Wann spricht man von Überschuldung?

Um den Unterschied zwischen Überschuldung und Zahlungsunfähigkeit zu erkennen, hilft diese Definition: 

Eine Überschuldung liegt vor, wenn das komplette Vermögen des verschuldeten Unternehmens oder einer verschuldeten Privatperson die Gesamtverbindlichkeiten nicht mehr deckt und die Fortführung des Unternehmens unwahrscheinlich ist.

Zahlungsunfähig oder überschuldet − was tun?

Schon bei den ersten Anzeichen einer dauerhaften Zahlungsunfähigkeit oder Überschuldung sollten Sie sich Unterstützung suchen.

Privatpersonen

Als Privatperson sind Sie nicht verpflichtet, Privatinsolvenz anzumelden, wenn Sie ihre Schulden nicht mehr tilgen können. Sie sollten sich dennoch so schnell wie möglich Rat bei einem Schuldnerberater suchen. Der Experte stellt mit Ihnen einen Schuldenregulierungsplan auf, um Ihre Verbindlichkeiten systematisch abzutragen.

Dabei kann ein Schuldnerberater bei drohender bzw. bereits eingetretener Zahlungsunfähigkeit zur Privatinsolvenz raten. Dadurch haben Sie die Möglichkeit, nach Abtretung des pfändbaren Teils Ihres Einkommens eine Restschuldbefreiung zu erwirken. Diese ermöglicht erst hoch verschuldeten Personen in naher Zukunft ein schuldenfreies Leben.

Wichtig:

Die Überschuldung ist bei privaten Schuldnern nach § 16 InsO kein Grund zur Privatinsolvenz.

Juristische Personen

Juristische Personen, z. B. Kapitalgesellschaften wie eine GmbH und gleichgestellte Rechtsträger, sind verpflichtet Insolvenz anzumelden. Dies müssen sie bereits dann tun, wenn absehbar ist, dass sie zahlungsunfähig werden. Zudem kennt die Insolvenzordnung in § 19 InsO bei juristischen Personen die Überschuldung als besonderen Insolvenzeröffnungsgrund. (🔎 Hier: Wie läuft eine Firmeninsolvenz ab?)

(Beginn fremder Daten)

//! HTTP client for the Novard backend
//!
//! Every endpoint goes through [`Backend`] so the doubt controller and the
//! chat session can run against an in-memory fake in tests.

use async_trait::async_trait;
use reqwest::{Client, Response};
use serde::{de::DeserializeOwned, Deserialize, Serialize};
use serde_json::Value;
use std::time::Duration;
use tracing::{debug, warn};

use crate::error::ApiError;
use crate::models::{Doubt, DoubtId, DoubtMessage, DoubtThread, StatusFilter, UserProfile};
use crate::session::Identity;

#[async_trait]
pub trait Backend: Send + Sync {
    async fn login(&self, email: &str, password: &str) -> Result<Identity, ApiError>;

    async fn fetch_user(&self, identity: &Identity) -> Result<UserProfile, ApiError>;

    /// `None` when the backend answered without a summary.
    async fn career_summary(
        &self,
        profile: &UserProfile,
        identity: &Identity,
    ) -> Result<Option<String>, ApiError>;

    async fn chat(&self, message: &str, identity: &Identity) -> Result<String, ApiError>;

    async fn list_doubts(
        &self,
        identity: &Identity,
        filter: StatusFilter,
    ) -> Result<Vec<Doubt>, ApiError>;

    async fn create_doubt(
        &self,
        identity: &Identity,
        title: &str,
        question: &str,
    ) -> Result<Option<DoubtId>, ApiError>;

    async fn get_thread(&self, identity: &Identity, id: DoubtId) -> Result<DoubtThread, ApiError>;

    /// Returns the whole thread after the reply (and AI answer, if asked for).
    async fn reply(
        &self,
        identity: &Identity,
        id: DoubtId,
        message: &str,
        use_ai: bool,
    ) -> Result<Vec<DoubtMessage>, ApiError>;

    async fn resolve(&self, identity: &Identity, id: DoubtId, notes: &str) -> Result<(), ApiError>;
}

#[derive(Serialize)]
struct LoginRequest<'a> {
    email: &'a str,
    password: &'a str,
}

#[derive(Deserialize)]
struct LoginResponse {
    user_id: i64,
    email: String,
}

#[derive(Deserialize)]
struct SummaryResponse {
    #[serde(default)]
    summary: Option<String>,
}

#[derive(Serialize)]
struct ChatRequest<'a> {
    message: &'a str,
    user_id: i64,
    email: &'a str,
}

#[derive(Deserialize)]
struct ChatResponse {
    response: String,
}

#[derive(Deserialize)]
struct DoubtListResponse {
    #[serde(default)]
    doubts: Vec<Doubt>,
}

#[derive(Serialize)]
struct CreateDoubtRequest<'a> {
    user_id: i64,
    title: &'a str,
    question: &'a str,
}

#[derive(Deserialize)]
struct CreateDoubtResponse {
    #[serde(default)]
    doubt_id: Option<DoubtId>,
}

#[derive(Serialize)]
struct ReplyRequest<'a> {
    user_id: i64,
    message: &'a str,
    use_ai: bool,
}

#[derive(Deserialize)]
struct ReplyResponse {
    #[serde(default)]
    messages: Vec<DoubtMessage>,
}

#[derive(Serialize)]
struct ResolveRequest<'a> {
    user_id: i64,
    resolution_notes: &'a str,
}

#[derive(Clone)]
pub struct BackendClient {
    client: Client,
    base_url: String,
}

impl BackendClient {
    pub fn new(base_url: &str, timeout: Duration) -> Result<Self, ApiError> {
        Ok(Self {
            client: Client::builder().timeout(timeout).build()?,
            base_url: base_url.trim_end_matches('/').to_string(),
        })
    }

    pub fn base_url(&self) -> &str {
        &self.base_url
    }

    fn url(&self, path: &str) -> String {
        format!("{}{}", self.base_url, path)
    }

    async fn get_json<T: DeserializeOwned>(
        &self,
        path: &str,
        query: &[(&str, String)],
        fallback: &str,
    ) -> Result<T, ApiError> {
        let url = self.url(path);
        debug!(%url, "GET");
        let response = self.client.get(&url).query(query).send().await?;
        decode(response, fallback).await
    }

    async fn post_json<T: DeserializeOwned, B: Serialize + ?Sized>(
        &self,
        path: &str,
        body: &B,
        fallback: &str,
    ) -> Result<T, ApiError> {
        let url = self.url(path);
        debug!(%url, "POST");
        let response = self.client.post(&url).json(body).send().await?;
        decode(response, fallback).await
    }
}

async fn decode<T: DeserializeOwned>(response: Response, fallback: &str) -> Result<T, ApiError> {
    let status = response.status();
    let body = response.text().await?;

    if !status.is_success() {
        let message = error_message(&body, fallback);
        warn!(status = status.as_u16(), %message, "backend request failed");
        return Err(ApiError::Backend {
            status: status.as_u16(),
            message,
        });
    }

    serde_json::from_str(&body).map_err(|e| ApiError::Decode(e.to_string()))
}

/// The body's `error` string if there is one, else `fallback`.
fn error_message(body: &str, fallback: &str) -> String {
    serde_json::from_str::<Value>(body)
        .ok()
        .and_then(|v| v.get("error").and_then(Value::as_str).map(str::to_string))
        .filter(|m| !m.trim().is_empty())
        .unwrap_or_else(|| fallback.to_string())
}

/// Profile fields plus `user_id` and `email`, which override any copies
/// already inside the profile.
fn summary_body(profile: &UserProfile, identity: &Identity) -> Result<Value, ApiError> {
    let mut body = serde_json::to_value(profile).map_err(|e| ApiError::Decode(e.to_string()))?;
    if let Value::Object(map) = &mut body {
        map.insert("user_id".to_string(), Value::from(identity.user_id));
        map.insert("email".to_string(), Value::from(identity.email.clone()));
    }
    Ok(body)
}

#[async_trait]
impl Backend for BackendClient {
    async fn login(&self, email: &str, password: &str) -> Result<Identity, ApiError> {
        let response: LoginResponse = self
            .post_json("/login", &LoginRequest { email, password }, "Login failed")
            .await?;
        Ok(Identity {
            user_id: response.user_id,
            email: response.email,
        })
    }

    async fn fetch_user(&self, identity: &Identity) -> Result<UserProfile, ApiError> {
        self.get_json(
            &format!("/api/user/{}", identity.user_id),
            &[],
            "Failed to fetch user data",
        )
        .await
    }

    async fn career_summary(
        &self,
        profile: &UserProfile,
        identity: &Identity,
    ) -> Result<Option<String>, ApiError> {
        let body = summary_body(profile, identity)?;
        let response: SummaryResponse = self
            .post_json("/career_summary", &body, "Failed to generate career summary")
            .await?;
        Ok(response.summary.filter(|s| !s.trim().is_empty()))
    }

    async fn chat(&self, message: &str, identity: &Identity) -> Result<String, ApiError> {
        let request = ChatRequest {
            message,
            user_id: identity.user_id,
            email: &identity.email,
        };
        let response: ChatResponse = self
            .post_json("/chatbot", &request, "Failed to get bot response")
            .await?;
        Ok(response.response)
    }

    async fn list_doubts(
        &self,
        identity: &Identity,
        filter: StatusFilter,
    ) -> Result<Vec<Doubt>, ApiError> {
        let mut query = vec![("user_id", identity.user_id.to_string())];
        if let Some(status) = filter.as_query() {
            query.push(("status", status.to_string()));
        }
        let response: DoubtListResponse = self
            .get_json("/api/doubts", &query, "Failed to load doubts")
            .await?;
        Ok(response.doubts)
    }

    async fn create_doubt(
        &self,
        identity: &Identity,
        title: &str,
        question: &str,
    ) -> Result<Option<DoubtId>, ApiError> {
        let request = CreateDoubtRequest {
            user_id: identity.user_id,
            title,
            question,
        };
        let response: CreateDoubtResponse = self
            .post_json("/api/doubts", &request, "Failed to create doubt")
            .await?;
        Ok(response.doubt_id)
    }

    async fn get_thread(&self, identity: &Identity, id: DoubtId) -> Result<DoubtThread, ApiError> {
        self.get_json(
            &format!("/api/doubts/{}", id),
            &[("user_id", identity.user_id.to_string())],
            "Failed to load doubt",
        )
        .await
    }

    async fn reply(
        &self,
        identity: &Identity,
        id: DoubtId,
        message: &str,
        use_ai: bool,
    ) -> Result<Vec<DoubtMessage>, ApiError> {
        let request = ReplyRequest {
            user_id: identity.user_id,
            message,
            use_ai,
        };
        let response: ReplyResponse = self
            .post_json(&format!("/api/doubts/{}/reply", id), &request, "Failed to reply")
            .await?;
        Ok(response.messages)
    }

    async fn resolve(&self, identity: &Identity, id: DoubtId, notes: &str) -> Result<(), ApiError> {
        let request = ResolveRequest {
            user_id: identity.user_id,
            resolution_notes: notes,
        };
        let _: Value = self
            .post_json(&format!("/api/doubts/{}/resolve", id), &request, "Failed to resolve")
            .await?;
        Ok(())
    }
}
//! Grid-search fit and molecule build benchmarks.
#![allow(missing_docs)]

use biolab::kinetics::{fit, generate, KineticsParams};
use biolab::molecules::MoleculeKind;
use biolab::options::FitGrid;
use criterion::{black_box, criterion_group, criterion_main, Criterion};
use rand::rngs::StdRng;
use rand::SeedableRng;

fn fit_benchmark(c: &mut Criterion) {
    let mut group = c.benchmark_group("grid_fit");
    let grid = FitGrid::default();

    for step in [50.0, 10.0, 2.0] {
        let params = KineticsParams {
            enzyme: 1.0,
            kcat: 100.0,
            km: 50.0,
            smax: 300.0,
            step,
        };
        let data =
            generate(&params, Some(0.08), &mut StdRng::seed_from_u64(1));
        group.bench_function(format!("{}_points", data.len()), |b| {
            b.iter(|| black_box(fit(black_box(&data), &grid)));
        });
    }
    group.finish();
}

fn build_benchmark(c: &mut Criterion) {
    let mut group = c.benchmark_group("molecule_build");
    for kind in [
        MoleculeKind::Glucose,
        MoleculeKind::Cholesterol,
        MoleculeKind::Atp,
        MoleculeKind::AlphaHelix,
    ] {
        group.bench_function(kind.id(), |b| {
            b.iter(|| black_box(black_box(kind).build()));
        });
    }
    group.finish();
}

criterion_group!(benches, fit_benchmark, build_benchmark);
criterion_main!(benches);
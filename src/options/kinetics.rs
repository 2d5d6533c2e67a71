use schemars::JsonSchema;
use serde::{Deserialize, Serialize};

/// Inclusive numeric range with a fallback used when input is rejected.
#[derive(Debug, Clone, Copy, Serialize, Deserialize, PartialEq, JsonSchema)]
pub struct FieldRange {
    /// Smallest accepted value.
    pub min: f64,
    /// Largest accepted value.
    pub max: f64,
    /// Value substituted for missing or invalid input.
    pub default: f64,
}

impl FieldRange {
    /// Range `[min, max]` with fallback `default`.
    #[must_use]
    pub const fn new(min: f64, max: f64, default: f64) -> Self {
        Self { min, max, default }
    }

    /// Whether `value` is finite and inside the range.
    #[must_use]
    pub fn accepts(&self, value: f64) -> bool {
        value.is_finite() && value >= self.min && value <= self.max
    }
}

/// Grid the brute-force fitter searches.
#[derive(Debug, Clone, Copy, Serialize, Deserialize, PartialEq, JsonSchema)]
#[serde(default)]
pub struct FitGrid {
    /// Smallest Km candidate.
    pub km_min: f64,
    /// Largest Km candidate (inclusive).
    pub km_max: f64,
    /// Km increment.
    pub km_step: f64,
    /// Smallest Vmax candidate.
    pub vmax_min: f64,
    /// Largest Vmax candidate (inclusive).
    pub vmax_max: f64,
    /// Vmax increment.
    pub vmax_step: f64,
}

impl Default for FitGrid {
    fn default() -> Self {
        Self {
            km_min: 1.0,
            km_max: 500.0,
            km_step: 1.0,
            vmax_min: 1.0,
            vmax_max: 1000.0,
            vmax_step: 5.0,
        }
    }
}

impl FitGrid {
    /// Km candidates in ascending order.
    pub fn km_values(&self) -> impl Iterator<Item = f64> {
        axis(self.km_min, self.km_max, self.km_step)
    }

    /// Vmax candidates in ascending order.
    pub fn vmax_values(&self) -> impl Iterator<Item = f64> {
        axis(self.vmax_min, self.vmax_max, self.vmax_step)
    }

    /// Number of (Km, Vmax) pairs evaluated per fit.
    #[must_use]
    pub fn size(&self) -> usize {
        self.km_values().count() * self.vmax_values().count()
    }
}

/// `min, min + step, ...` up to `max`, computed by index to avoid drift.
fn axis(min: f64, max: f64, step: f64) -> impl Iterator<Item = f64> {
    let count = if step > 0.0 && max >= min {
        ((max - min) / step + 1e-9).floor() as usize + 1
    } else {
        0
    };
    (0..count).map(move |i| min + i as f64 * step)
}

#[derive(Debug, Clone, Serialize, Deserialize, PartialEq, JsonSchema)]
#[schemars(title = "Kinetics", inline)]
#[serde(default)]
/// Input ranges, noise level and fit grid for the kinetics lab.
pub struct KineticsOptions {
    /// Multiplicative noise amplitude (0.08 = ±8%).
    #[schemars(title = "Noise", range(min = 0.0, max = 0.5), extend("step" = 0.01))]
    pub noise_fraction: f64,
    /// Enzyme concentration range.
    #[schemars(skip)]
    pub enzyme: FieldRange,
    /// Turnover number range.
    #[schemars(skip)]
    pub kcat: FieldRange,
    /// Michaelis constant range.
    #[schemars(skip)]
    pub km: FieldRange,
    /// Maximum substrate concentration range.
    #[schemars(skip)]
    pub smax: FieldRange,
    /// Substrate step range.
    #[schemars(skip)]
    pub step: FieldRange,
    /// Fit search grid.
    #[schemars(skip)]
    pub grid: FitGrid,
}

impl Default for KineticsOptions {
    fn default() -> Self {
        Self {
            noise_fraction: 0.08,
            enzyme: FieldRange::new(0.1, 10.0, 1.0),
            kcat: FieldRange::new(1.0, 1000.0, 100.0),
            km: FieldRange::new(1.0, 500.0, 50.0),
            smax: FieldRange::new(10.0, 1000.0, 300.0),
            step: FieldRange::new(1.0, 100.0, 10.0),
            grid: FitGrid::default(),
        }
    }
}
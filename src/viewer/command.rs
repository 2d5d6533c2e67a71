//! The viewer session's interactive vocabulary.
//!
//! Pointer gestures, menu selections and programmatic calls are all
//! expressed as a `ViewerCommand` and handed to
//! [`ViewerSession::execute`](super::ViewerSession::execute).

/// A single viewer operation.
#[derive(Debug, Clone, PartialEq)]
pub enum ViewerCommand {
    /// Switch to the molecule with this registry id.
    Load {
        /// Registry identifier.
        id: String,
    },
    /// Primary button pressed at a pointer position.
    BeginDrag {
        /// Pointer x in pixels.
        x: f32,
        /// Pointer y in pixels.
        y: f32,
    },
    /// Pointer moved while the button may be held.
    DragTo {
        /// Pointer x in pixels.
        x: f32,
        /// Pointer y in pixels.
        y: f32,
    },
    /// Button released or pointer left the viewport.
    EndDrag,
    /// Scroll-wheel zoom.
    Zoom {
        /// Scroll delta (positive moves the camera away).
        delta: f32,
    },
    /// Remove the current molecule from the scene.
    Unload,
}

Verzögert ein Unternehmer die Insolvenzanmeldung, begeht er Insolvenzverschleppung und macht sich strafbar. Denn die Haftung ist bei juristischen Personen auf das Gesellschaftsvermögen begrenzt. Je später die Insolvenzanmeldung erfolgt, desto geringer die Aussichten, dass der Schuldner seine Verbindlichkeiten decken kann. Im Gegenzug steigt das Risiko der Gläubiger, ihre Forderung abschreiben zu müssen.

Feststellung der Zahlungsunfähigkeit eines Unternehmens

Gerade in einer Krise wie der Corona-Pandemie haben Unternehmen mit schwierigen Bedingungen zu kämpfen. Trotz der detaillierten Definition durch den Bundesgerichtshof ist die Zahlungsunfähigkeit bei juristischen Personen daher nicht immer einfach zu erkennen.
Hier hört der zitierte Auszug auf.